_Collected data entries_
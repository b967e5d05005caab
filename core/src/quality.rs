//! Data-quality analysis.
//!
//! Surfaces value-level problems without rejecting anything:
//!   1. Completeness: missing/blank fields
//!   2. Consistency: out-of-range feedback, non-positive document
//!      counts, events timestamped before their user's creation
//!   3. Business logic: zero-ARR and zero-headcount firms, future-dated
//!      records
//!   4. Anomalies: orphaned users, dangling event references, IQR
//!      outliers
//!
//! Nothing here is an error; the loader already rejected everything
//! structurally unusable.

use crate::config::AnalyticsConfig;
use crate::dataset::Dataset;
use crate::types::{round2, EntityId};
use serde::Serialize;
use std::collections::BTreeMap;

#[derive(Debug, Clone, Default, Serialize)]
pub struct CompletenessFindings {
    pub missing_feedback_scores: u64,
    pub blank_user_titles: u64,
    pub blank_event_types: u64,
}

impl CompletenessFindings {
    pub fn total(&self) -> u64 {
        self.missing_feedback_scores + self.blank_user_titles + self.blank_event_types
    }
}

#[derive(Debug, Clone, Default, Serialize)]
pub struct ConsistencyFindings {
    /// Present feedback scores outside [1, 5].
    pub out_of_range_feedback: u64,
    pub zero_doc_events: u64,
    pub negative_doc_events: u64,
    /// Events timestamped before the referenced user's creation date.
    pub events_before_user_creation: u64,
}

impl ConsistencyFindings {
    pub fn total(&self) -> u64 {
        self.out_of_range_feedback
            + self.zero_doc_events
            + self.negative_doc_events
            + self.events_before_user_creation
    }
}

#[derive(Debug, Clone, Default, Serialize)]
pub struct BusinessLogicFindings {
    pub zero_arr_firms: u64,
    pub zero_size_firms: u64,
    pub future_dated_users: u64,
    pub future_dated_firms: u64,
    pub future_dated_events: u64,
}

impl BusinessLogicFindings {
    pub fn total(&self) -> u64 {
        self.zero_arr_firms
            + self.zero_size_firms
            + self.future_dated_users
            + self.future_dated_firms
            + self.future_dated_events
    }
}

#[derive(Debug, Clone, Default, Serialize)]
pub struct AnomalyFindings {
    /// Users with no events at all, sorted by id.
    pub orphaned_users: Vec<EntityId>,
    /// Events whose user_id matches no user record.
    pub dangling_user_refs: u64,
    /// Events whose firm_id matches no firm record.
    pub dangling_firm_refs: u64,
    /// Feedback scores outside the IQR fence.
    pub feedback_outliers: u64,
    /// Events with num_docs above the IQR upper fence.
    pub extreme_doc_events: u64,
    /// The computed num_docs upper fence, for the report.
    pub extreme_doc_upper_bound: f64,
}

impl AnomalyFindings {
    pub fn total(&self) -> u64 {
        self.orphaned_users.len() as u64
            + self.dangling_user_refs
            + self.dangling_firm_refs
            + self.feedback_outliers
            + self.extreme_doc_events
    }
}

#[derive(Debug, Clone, Serialize)]
pub struct EventTypeCount {
    pub event_type: String,
    pub events: u64,
    pub share_pct: f64,
}

#[derive(Debug, Clone, Serialize)]
pub struct QualityReport {
    pub users_total: u64,
    pub firms_total: u64,
    pub events_total: u64,
    /// The "today" used for future-date findings.
    pub reference_date: Option<chrono::NaiveDateTime>,
    pub completeness: CompletenessFindings,
    pub consistency: ConsistencyFindings,
    pub business_logic: BusinessLogicFindings,
    pub anomalies: AnomalyFindings,
    pub event_type_distribution: Vec<EventTypeCount>,
    /// (total records − total findings) / total records × 100.
    pub quality_score_pct: f64,
}

/// Run every check over the snapshot.
pub fn analyze(data: &Dataset, config: &AnalyticsConfig) -> QualityReport {
    let reference_date = config.reference_date.or_else(|| data.max_timestamp());

    let mut completeness = CompletenessFindings::default();
    let mut consistency = ConsistencyFindings::default();
    let mut business_logic = BusinessLogicFindings::default();
    let mut anomalies = AnomalyFindings::default();

    for user in data.users() {
        if user.user_title.trim().is_empty() {
            completeness.blank_user_titles += 1;
        }
        if let Some(today) = reference_date {
            if user.user_created_date > today {
                business_logic.future_dated_users += 1;
            }
        }
        if data.user_events(&user.user_id).is_empty() {
            anomalies.orphaned_users.push(user.user_id.clone());
        }
    }
    anomalies.orphaned_users.sort();

    for firm in data.firms() {
        if firm.arr_in_thousands == 0.0 {
            business_logic.zero_arr_firms += 1;
        }
        if firm.firm_size == 0 {
            business_logic.zero_size_firms += 1;
        }
        if let Some(today) = reference_date {
            if firm.firm_created_date > today {
                business_logic.future_dated_firms += 1;
            }
        }
    }

    let mut type_counts: BTreeMap<&str, u64> = BTreeMap::new();
    for event in data.events() {
        *type_counts.entry(event.event_type.as_str()).or_default() += 1;
        if event.event_type.trim().is_empty() {
            completeness.blank_event_types += 1;
        }
        match event.feedback_score {
            None => completeness.missing_feedback_scores += 1,
            Some(score) if !(1..=5).contains(&score) => {
                consistency.out_of_range_feedback += 1;
            }
            Some(_) => {}
        }
        match event.num_docs {
            0 => consistency.zero_doc_events += 1,
            d if d < 0 => consistency.negative_doc_events += 1,
            _ => {}
        }
        if let Some(today) = reference_date {
            if event.event_created_at > today {
                business_logic.future_dated_events += 1;
            }
        }
        match data.user(&event.user_id) {
            Some(user) => {
                if event.event_created_at < user.user_created_date {
                    consistency.events_before_user_creation += 1;
                }
            }
            None => anomalies.dangling_user_refs += 1,
        }
        if data.firm(&event.firm_id).is_none() {
            anomalies.dangling_firm_refs += 1;
        }
    }

    // IQR fences over present feedback scores and document counts.
    let feedback: Vec<f64> = data
        .events()
        .iter()
        .filter_map(|e| e.feedback_score.map(|s| s as f64))
        .collect();
    if let Some((lower, upper)) = iqr_fences(&feedback, config.iqr_multiplier) {
        anomalies.feedback_outliers = feedback
            .iter()
            .filter(|&&s| s < lower || s > upper)
            .count() as u64;
    }

    let docs: Vec<f64> = data.events().iter().map(|e| e.num_docs as f64).collect();
    if let Some((_, upper)) = iqr_fences(&docs, config.iqr_multiplier) {
        anomalies.extreme_doc_upper_bound = upper;
        anomalies.extreme_doc_events = docs.iter().filter(|&&d| d > upper).count() as u64;
    }

    let events_total = data.events().len() as u64;
    let event_type_distribution = type_counts
        .into_iter()
        .map(|(event_type, events)| EventTypeCount {
            event_type: event_type.to_string(),
            events,
            share_pct: round2(events as f64 / events_total as f64 * 100.0),
        })
        .collect();

    let total_records =
        data.users().len() as u64 + data.firms().len() as u64 + events_total;
    let total_findings = completeness.total()
        + consistency.total()
        + business_logic.total()
        + anomalies.total();
    let quality_score_pct = if total_records == 0 {
        100.0
    } else {
        round2(
            (total_records as f64 - total_findings as f64) / total_records as f64 * 100.0,
        )
    };

    log::info!(
        "quality: {total_findings} findings over {total_records} records (score {quality_score_pct:.1}%)"
    );

    QualityReport {
        users_total: data.users().len() as u64,
        firms_total: data.firms().len() as u64,
        events_total,
        reference_date,
        completeness,
        consistency,
        business_logic,
        anomalies,
        event_type_distribution,
        quality_score_pct,
    }
}

/// (lower, upper) Tukey fences. `None` for an empty sample.
fn iqr_fences(values: &[f64], multiplier: f64) -> Option<(f64, f64)> {
    if values.is_empty() {
        return None;
    }
    let mut sorted = values.to_vec();
    sorted.sort_by(|a, b| a.total_cmp(b));
    let q1 = quantile(&sorted, 0.25);
    let q3 = quantile(&sorted, 0.75);
    let iqr = q3 - q1;
    Some((q1 - multiplier * iqr, q3 + multiplier * iqr))
}

/// Linear-interpolation quantile over a sorted, non-empty sample.
fn quantile(sorted: &[f64], q: f64) -> f64 {
    let position = q * (sorted.len() - 1) as f64;
    let lower = position.floor() as usize;
    let upper = position.ceil() as usize;
    if lower == upper {
        sorted[lower]
    } else {
        let weight = position - lower as f64;
        sorted[lower] * (1.0 - weight) + sorted[upper] * weight
    }
}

_Instructions for the task_
Wherever a line of the records above contains the string "values", copy that line out.

_Task result_
fn iqr_fences(values: &[f64], multiplier: f64) -> Option<(f64, f64)> {
    if values.is_empty() {
    let mut sorted = values.to_vec();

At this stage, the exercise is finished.